Work task:
Copy all of the entries that follow, exactly.

** Opening Material supplied block **

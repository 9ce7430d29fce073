//! Interactive behavior for the Imprint chair landing page: navbar styling,
//! the gallery lightbox, scroll reveals, anchor scrolling and hero parallax.

use std::cell::RefCell;
use std::rc::Rc;

use gloo_events::EventListener;
use wasm_bindgen::prelude::*;
use web_sys::Window;

pub mod components;
pub mod config;
pub mod error;
pub mod pages;
pub mod utils;

use config::PageConfig;
use error::PageError;
use pages::landing::{attach, LandingPage};
use utils::dom_events::DomEvents;
use utils::dom_surface::DomSurface;

/// Page state and listeners, kept alive until the page unloads.
struct Session {
    _page: Rc<RefCell<LandingPage<DomSurface>>>,
    _events: DomEvents,
}

thread_local! {
    static SESSION: RefCell<Option<Session>> = const { RefCell::new(None) };
}

#[wasm_bindgen(start)]
pub fn start() {
    console_error_panic_hook::set_once();
    wasm_logger::init(wasm_logger::Config::new(log::Level::Info));

    if let Err(e) = boot() {
        log::error!("Page behavior not started: {}", e);
    }
}

fn boot() -> Result<(), PageError> {
    let window = web_sys::window().ok_or(PageError::NoWindow)?;
    let document = window.document().ok_or(PageError::NoWindow)?;

    if document.ready_state() != "loading" {
        return run(window);
    }
    EventListener::once(&document, "DOMContentLoaded", move |_| {
        if let Err(e) = run(window) {
            log::error!("Page behavior not started: {}", e);
        }
    })
    .forget();
    Ok(())
}

fn run(window: Window) -> Result<(), PageError> {
    let document = window.document().ok_or(PageError::NoWindow)?;
    let config = PageConfig::from_document(&document);
    let reveal_delay_ms = config.reveal_initial_delay_ms;

    let surface = DomSurface::new(window.clone())?;
    let page = Rc::new(RefCell::new(LandingPage::new(config, surface)));
    page.borrow_mut().init();

    let mut events = DomEvents::new(window, reveal_delay_ms)?;
    attach(&page, &mut events)?;
    log::debug!("Attached {} listeners", events.listener_count());

    SESSION.with(|session| {
        *session.borrow_mut() = Some(Session {
            _page: page,
            _events: events,
        });
    });
    Ok(())
}
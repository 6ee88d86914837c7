//! Error types for recall-core.

use thiserror::Error;

/// Result type alias using CoreError.
pub type Result<T> = std::result::Result<T, CoreError>;

/// Errors from core type construction.
#[derive(Debug, Error)]
pub enum CoreError {
    #[error("invalid rating value {0}, expected 0-5")]
    InvalidRating(u8),
}
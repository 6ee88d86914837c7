//! SQLite schema.
//!
//! Timestamps are stored as UTC RFC 3339 strings, which sort the same
//! as the instants they represent, so the timestamp indexes support
//! range queries directly.

pub const SCHEMA: &str = "
CREATE TABLE IF NOT EXISTS cards (
    id TEXT PRIMARY KEY,
    question TEXT NOT NULL,
    answer TEXT NOT NULL,       -- Answer as JSON
    tags TEXT NOT NULL,         -- JSON array of strings
    created_at TEXT NOT NULL,
    updated_at TEXT NOT NULL
);

CREATE INDEX IF NOT EXISTS idx_cards_created_at ON cards(created_at);

CREATE TABLE IF NOT EXISTS review_schedules (
    card_id TEXT PRIMARY KEY,
    due_date TEXT NOT NULL,
    interval_days INTEGER NOT NULL,
    repetitions INTEGER NOT NULL,
    ease_factor REAL NOT NULL,
    performance_history TEXT NOT NULL,  -- JSON array of 0-5 ratings
    last_reviewed TEXT
);

CREATE INDEX IF NOT EXISTS idx_schedules_due_date ON review_schedules(due_date);
CREATE INDEX IF NOT EXISTS idx_schedules_last_reviewed ON review_schedules(last_reviewed);

CREATE TABLE IF NOT EXISTS tag_usages (
    tag TEXT PRIMARY KEY,
    count INTEGER NOT NULL,
    last_used TEXT NOT NULL
);
";
//! Core flashcard library shared by the desktop application.
//!
//! Provides:
//! - SM-2 spaced repetition scheduling (pure, no I/O)
//! - Review priority ordering for presentation
//! - Shared types (Card, Answer, Rating, ReviewSchedule, TagUsage)

pub mod algorithm;
pub mod error;
pub mod types;

pub use algorithm::{review_priority, Sm2};
pub use error::{CoreError, Result};
pub use types::{Answer, AnswerKind, Attachment, Card, Rating, ReviewSchedule, TagUsage};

** Closing Material supplied block **

Result below:
repository 9ce7430d29fce073
//! Interactive behavior for the Imprint chair landing page: navbar styling,
//! the gallery lightbox, scroll reveals, anchor scrolling and hero parallax.

use std::cell::RefCell;
use std::rc::Rc;

use gloo_events::EventListener;
use wasm_bindgen::prelude::*;
use web_sys::Window;

pub mod components;
pub mod config;
pub mod error;
pub mod pages;
pub mod utils;

use config::PageConfig;
use error::PageError;
use pages::landing::{attach, LandingPage};
use utils::dom_events::DomEvents;
use utils::dom_surface::DomSurface;

/// Page state and listeners, kept alive until the page unloads.
struct Session {
    _page: Rc<RefCell<LandingPage<DomSurface>>>,
    _events: DomEvents,
}

thread_local! {
    static SESSION: RefCell<Option<Session>> = const { RefCell::new(None) };
}

#[wasm_bindgen(start)]
pub fn start() {
    console_error_panic_hook::set_once();
    wasm_logger::init(wasm_logger::Config::new(log::Level::Info));

    if let Err(e) = boot() {
        log::error!("Page behavior not started: {}", e);
    }
}

fn boot() -> Result<(), PageError> {
    let window = web_sys::window().ok_or(PageError::NoWindow)?;
    let document = window.document().ok_or(PageError::NoWindow)?;

    if document.ready_state() != "loading" {
        return run(window);
    }
    EventListener::once(&document, "DOMContentLoaded", move |_| {
        if let Err(e) = run(window) {
            log::error!("Page behavior not started: {}", e);
        }
    })
    .forget();
    Ok(())
}

fn run(window: Window) -> Result<(), PageError> {
    let document = window.document().ok_or(PageError::NoWindow)?;
    let config = PageConfig::from_document(&document);
    let reveal_delay_ms = config.reveal_initial_delay_ms;

    let surface = DomSurface::new(window.clone())?;
    let page = Rc::new(RefCell::new(LandingPage::new(config, surface)));
    page.borrow_mut().init();

    let mut events = DomEvents::new(window, reveal_delay_ms)?;
    attach(&page, &mut events)?;
    log::debug!("Attached {} listeners", events.listener_count());

    SESSION.with(|session| {
        *session.borrow_mut() = Some(Session {
            _page: page,
            _events: events,
        });
    });
    Ok(())
}
repository 6ee88d86914837c7
//! Error types for recall-core.

use thiserror::Error;

/// Result type alias using CoreError.
pub type Result<T> = std::result::Result<T, CoreError>;

/// Errors from core type construction.
#[derive(Debug, Error)]
pub enum CoreError {
    #[error("invalid rating value {0}, expected 0-5")]
    InvalidRating(u8),
}
repository 6ee88d86914837c7
//! SQLite schema.
//!
//! Timestamps are stored as UTC RFC 3339 strings, which sort the same
//! as the instants they represent, so the timestamp indexes support
//! range queries directly.

pub const SCHEMA: &str = "
CREATE TABLE IF NOT EXISTS cards (
    id TEXT PRIMARY KEY,
    question TEXT NOT NULL,
    answer TEXT NOT NULL,       -- Answer as JSON
    tags TEXT NOT NULL,         -- JSON array of strings
    created_at TEXT NOT NULL,
    updated_at TEXT NOT NULL
);

CREATE INDEX IF NOT EXISTS idx_cards_created_at ON cards(created_at);

CREATE TABLE IF NOT EXISTS review_schedules (
    card_id TEXT PRIMARY KEY,
    due_date TEXT NOT NULL,
    interval_days INTEGER NOT NULL,
    repetitions INTEGER NOT NULL,
    ease_factor REAL NOT NULL,
    performance_history TEXT NOT NULL,  -- JSON array of 0-5 ratings
    last_reviewed TEXT
);

CREATE INDEX IF NOT EXISTS idx_schedules_due_date ON review_schedules(due_date);
CREATE INDEX IF NOT EXISTS idx_schedules_last_reviewed ON review_schedules(last_reviewed);

CREATE TABLE IF NOT EXISTS tag_usages (
    tag TEXT PRIMARY KEY,
    count INTEGER NOT NULL,
    last_used TEXT NOT NULL
);
";
//! Core flashcard library shared by the desktop application.
//!
//! Provides:
//! - SM-2 spaced repetition scheduling (pure, no I/O)
//! - Review priority ordering for presentation
//! - Shared types (Card, Answer, Rating, ReviewSchedule, TagUsage)

pub mod algorithm;
pub mod error;
pub mod types;

pub use algorithm::{review_priority, Sm2};
pub use error::{CoreError, Result};
pub use types::{Answer, AnswerKind, Attachment, Card, Rating, ReviewSchedule, TagUsage};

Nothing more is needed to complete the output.